** Opening RECORDS block **

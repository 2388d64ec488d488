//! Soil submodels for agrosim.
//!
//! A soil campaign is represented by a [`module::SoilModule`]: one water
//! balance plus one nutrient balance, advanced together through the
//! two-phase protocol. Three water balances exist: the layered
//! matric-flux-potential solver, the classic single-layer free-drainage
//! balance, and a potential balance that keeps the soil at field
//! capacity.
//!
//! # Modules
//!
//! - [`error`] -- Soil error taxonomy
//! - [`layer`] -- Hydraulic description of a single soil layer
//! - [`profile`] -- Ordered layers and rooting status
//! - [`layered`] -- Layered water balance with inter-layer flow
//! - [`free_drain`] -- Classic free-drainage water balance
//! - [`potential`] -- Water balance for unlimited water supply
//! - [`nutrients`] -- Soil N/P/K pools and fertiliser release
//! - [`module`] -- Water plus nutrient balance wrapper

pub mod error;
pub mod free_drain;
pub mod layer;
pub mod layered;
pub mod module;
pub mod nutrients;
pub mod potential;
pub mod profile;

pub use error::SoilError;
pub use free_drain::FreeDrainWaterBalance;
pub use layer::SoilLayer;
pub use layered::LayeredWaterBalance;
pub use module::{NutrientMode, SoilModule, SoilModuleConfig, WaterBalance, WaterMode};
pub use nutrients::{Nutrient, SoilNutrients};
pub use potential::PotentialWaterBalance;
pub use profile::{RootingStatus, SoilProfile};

** Closing RECORDS block **
** Opening RECORDS block **

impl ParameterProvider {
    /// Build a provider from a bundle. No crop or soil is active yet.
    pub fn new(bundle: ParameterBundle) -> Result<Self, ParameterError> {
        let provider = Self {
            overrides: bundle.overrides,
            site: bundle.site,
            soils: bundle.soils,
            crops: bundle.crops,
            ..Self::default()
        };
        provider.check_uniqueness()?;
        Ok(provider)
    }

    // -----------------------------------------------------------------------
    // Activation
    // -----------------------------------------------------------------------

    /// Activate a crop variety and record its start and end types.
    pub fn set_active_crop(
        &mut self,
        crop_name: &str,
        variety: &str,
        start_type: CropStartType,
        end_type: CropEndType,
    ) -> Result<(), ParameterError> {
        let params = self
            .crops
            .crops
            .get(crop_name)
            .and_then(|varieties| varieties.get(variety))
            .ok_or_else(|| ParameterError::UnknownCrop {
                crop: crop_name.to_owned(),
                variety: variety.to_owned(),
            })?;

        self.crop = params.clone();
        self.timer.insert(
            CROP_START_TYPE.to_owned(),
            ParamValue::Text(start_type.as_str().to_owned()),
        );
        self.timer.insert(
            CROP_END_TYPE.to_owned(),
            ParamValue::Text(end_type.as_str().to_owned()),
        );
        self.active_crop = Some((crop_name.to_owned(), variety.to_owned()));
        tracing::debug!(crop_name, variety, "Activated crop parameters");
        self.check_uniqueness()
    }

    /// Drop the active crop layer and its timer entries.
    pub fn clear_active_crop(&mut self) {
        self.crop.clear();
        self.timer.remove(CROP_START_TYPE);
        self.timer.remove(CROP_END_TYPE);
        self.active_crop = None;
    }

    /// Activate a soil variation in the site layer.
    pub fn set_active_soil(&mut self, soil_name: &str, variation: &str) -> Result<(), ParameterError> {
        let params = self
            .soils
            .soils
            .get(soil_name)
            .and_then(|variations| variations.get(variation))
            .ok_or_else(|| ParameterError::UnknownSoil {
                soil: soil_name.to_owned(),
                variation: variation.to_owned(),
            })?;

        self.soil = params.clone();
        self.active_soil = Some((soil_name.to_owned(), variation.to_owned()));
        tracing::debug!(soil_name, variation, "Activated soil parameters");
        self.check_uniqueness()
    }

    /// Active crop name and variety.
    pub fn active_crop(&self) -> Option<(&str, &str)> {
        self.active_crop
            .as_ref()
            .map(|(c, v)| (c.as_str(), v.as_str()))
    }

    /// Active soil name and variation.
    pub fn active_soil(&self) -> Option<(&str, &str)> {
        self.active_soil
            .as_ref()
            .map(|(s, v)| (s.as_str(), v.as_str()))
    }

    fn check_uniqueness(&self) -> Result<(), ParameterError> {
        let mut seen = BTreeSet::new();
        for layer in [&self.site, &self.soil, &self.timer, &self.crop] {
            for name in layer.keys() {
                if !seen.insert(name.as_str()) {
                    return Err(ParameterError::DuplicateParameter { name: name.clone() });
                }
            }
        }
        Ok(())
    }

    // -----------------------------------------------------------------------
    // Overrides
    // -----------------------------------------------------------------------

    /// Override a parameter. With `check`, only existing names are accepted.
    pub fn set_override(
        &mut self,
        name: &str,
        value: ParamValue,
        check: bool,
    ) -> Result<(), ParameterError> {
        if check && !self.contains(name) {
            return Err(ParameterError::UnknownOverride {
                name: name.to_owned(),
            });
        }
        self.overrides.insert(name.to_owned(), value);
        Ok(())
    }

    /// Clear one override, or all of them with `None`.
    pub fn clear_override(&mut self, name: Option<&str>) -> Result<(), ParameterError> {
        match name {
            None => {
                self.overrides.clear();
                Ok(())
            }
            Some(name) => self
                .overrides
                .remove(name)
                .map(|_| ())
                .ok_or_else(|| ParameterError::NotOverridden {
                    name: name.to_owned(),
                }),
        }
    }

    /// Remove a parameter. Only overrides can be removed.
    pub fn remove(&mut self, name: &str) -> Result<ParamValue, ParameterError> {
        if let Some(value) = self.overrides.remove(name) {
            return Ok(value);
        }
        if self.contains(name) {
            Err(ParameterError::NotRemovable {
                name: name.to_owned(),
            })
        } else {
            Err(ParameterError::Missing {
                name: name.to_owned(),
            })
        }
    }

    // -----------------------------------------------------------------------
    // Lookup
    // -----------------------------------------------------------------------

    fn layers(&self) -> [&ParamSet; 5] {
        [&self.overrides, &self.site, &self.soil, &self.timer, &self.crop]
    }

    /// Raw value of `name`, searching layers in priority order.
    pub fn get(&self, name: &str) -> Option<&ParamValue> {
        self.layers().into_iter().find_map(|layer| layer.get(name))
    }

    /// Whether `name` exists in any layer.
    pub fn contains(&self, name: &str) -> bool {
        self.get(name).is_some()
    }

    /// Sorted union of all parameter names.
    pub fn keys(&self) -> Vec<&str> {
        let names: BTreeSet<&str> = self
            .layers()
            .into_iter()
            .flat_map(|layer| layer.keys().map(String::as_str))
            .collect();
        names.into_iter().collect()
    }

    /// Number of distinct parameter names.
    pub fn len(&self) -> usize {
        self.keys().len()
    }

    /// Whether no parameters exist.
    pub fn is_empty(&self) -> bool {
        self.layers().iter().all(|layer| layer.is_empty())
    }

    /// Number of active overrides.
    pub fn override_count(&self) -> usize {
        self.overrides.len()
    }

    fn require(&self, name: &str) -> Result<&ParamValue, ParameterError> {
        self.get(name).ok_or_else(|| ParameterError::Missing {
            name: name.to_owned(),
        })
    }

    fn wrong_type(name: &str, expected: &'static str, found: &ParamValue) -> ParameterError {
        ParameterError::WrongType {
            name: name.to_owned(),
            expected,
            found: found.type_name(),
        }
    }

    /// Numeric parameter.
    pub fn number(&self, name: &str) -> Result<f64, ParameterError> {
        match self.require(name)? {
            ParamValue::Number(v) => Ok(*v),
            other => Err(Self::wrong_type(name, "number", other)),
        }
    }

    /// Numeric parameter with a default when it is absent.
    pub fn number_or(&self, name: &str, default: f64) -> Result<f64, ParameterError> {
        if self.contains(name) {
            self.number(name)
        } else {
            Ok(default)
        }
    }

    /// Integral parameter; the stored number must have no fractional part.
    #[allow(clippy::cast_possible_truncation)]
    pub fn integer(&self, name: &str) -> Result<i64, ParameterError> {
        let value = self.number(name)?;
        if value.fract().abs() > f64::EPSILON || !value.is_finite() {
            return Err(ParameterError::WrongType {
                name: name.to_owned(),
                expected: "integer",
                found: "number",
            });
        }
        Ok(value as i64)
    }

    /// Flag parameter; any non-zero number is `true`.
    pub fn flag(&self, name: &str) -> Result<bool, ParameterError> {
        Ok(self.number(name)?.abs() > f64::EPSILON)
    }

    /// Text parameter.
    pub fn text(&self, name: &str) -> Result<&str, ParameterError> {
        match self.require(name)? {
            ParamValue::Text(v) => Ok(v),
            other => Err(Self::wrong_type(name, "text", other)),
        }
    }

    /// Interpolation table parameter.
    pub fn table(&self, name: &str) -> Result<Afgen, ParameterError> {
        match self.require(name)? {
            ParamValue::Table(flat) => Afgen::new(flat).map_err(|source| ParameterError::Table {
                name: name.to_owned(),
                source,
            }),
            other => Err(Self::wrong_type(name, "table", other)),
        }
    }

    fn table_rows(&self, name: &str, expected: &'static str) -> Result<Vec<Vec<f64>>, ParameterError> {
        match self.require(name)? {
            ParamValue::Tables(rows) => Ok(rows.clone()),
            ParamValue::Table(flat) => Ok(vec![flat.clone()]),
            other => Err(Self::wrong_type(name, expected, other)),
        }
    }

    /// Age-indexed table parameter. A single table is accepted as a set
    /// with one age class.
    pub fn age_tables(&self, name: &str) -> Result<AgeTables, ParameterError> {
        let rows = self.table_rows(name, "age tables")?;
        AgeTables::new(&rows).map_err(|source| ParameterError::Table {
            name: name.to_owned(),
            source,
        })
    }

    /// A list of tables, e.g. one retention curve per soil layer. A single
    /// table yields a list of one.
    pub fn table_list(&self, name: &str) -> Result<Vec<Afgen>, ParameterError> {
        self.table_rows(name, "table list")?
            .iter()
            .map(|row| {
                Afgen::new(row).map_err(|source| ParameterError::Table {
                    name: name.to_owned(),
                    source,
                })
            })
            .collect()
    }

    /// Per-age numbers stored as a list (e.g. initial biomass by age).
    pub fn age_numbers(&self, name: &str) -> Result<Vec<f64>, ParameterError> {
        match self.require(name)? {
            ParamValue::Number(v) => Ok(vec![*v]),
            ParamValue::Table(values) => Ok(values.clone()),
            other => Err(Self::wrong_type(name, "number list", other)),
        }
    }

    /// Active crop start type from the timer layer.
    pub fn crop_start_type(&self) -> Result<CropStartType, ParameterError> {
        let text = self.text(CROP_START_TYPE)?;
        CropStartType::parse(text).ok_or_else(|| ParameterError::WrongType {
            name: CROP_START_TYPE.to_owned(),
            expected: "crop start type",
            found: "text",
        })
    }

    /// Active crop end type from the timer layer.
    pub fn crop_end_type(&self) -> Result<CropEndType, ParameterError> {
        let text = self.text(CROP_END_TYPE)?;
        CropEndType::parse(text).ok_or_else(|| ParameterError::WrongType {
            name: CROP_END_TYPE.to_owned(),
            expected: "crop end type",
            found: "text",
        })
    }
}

** Closing RECORDS block **
** Opening RECORDS block **

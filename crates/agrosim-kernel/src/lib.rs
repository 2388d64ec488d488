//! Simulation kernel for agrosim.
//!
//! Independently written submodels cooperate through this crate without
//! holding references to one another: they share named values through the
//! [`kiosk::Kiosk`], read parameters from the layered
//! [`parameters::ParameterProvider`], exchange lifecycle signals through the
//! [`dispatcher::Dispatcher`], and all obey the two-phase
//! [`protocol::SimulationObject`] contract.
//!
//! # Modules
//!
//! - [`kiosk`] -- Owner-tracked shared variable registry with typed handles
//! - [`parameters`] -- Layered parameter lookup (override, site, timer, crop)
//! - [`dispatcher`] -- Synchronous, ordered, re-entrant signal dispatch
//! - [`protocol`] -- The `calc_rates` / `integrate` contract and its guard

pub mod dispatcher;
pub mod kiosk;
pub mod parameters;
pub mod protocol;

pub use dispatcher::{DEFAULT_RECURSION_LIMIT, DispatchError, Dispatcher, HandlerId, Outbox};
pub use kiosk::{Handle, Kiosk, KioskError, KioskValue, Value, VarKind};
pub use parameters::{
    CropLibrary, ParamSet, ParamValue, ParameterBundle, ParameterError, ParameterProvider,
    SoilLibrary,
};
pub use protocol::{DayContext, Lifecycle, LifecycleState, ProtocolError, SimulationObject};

** Closing RECORDS block **

**TASK DIRECTIONS**
Copy every line from the records above that contains the string "agrosim".

**ANSWER TO THIS EXERCISE**
//! Soil submodels for agrosim.
filename crates/agrosim-kernel/src/lib.rs
//! Simulation kernel for agrosim.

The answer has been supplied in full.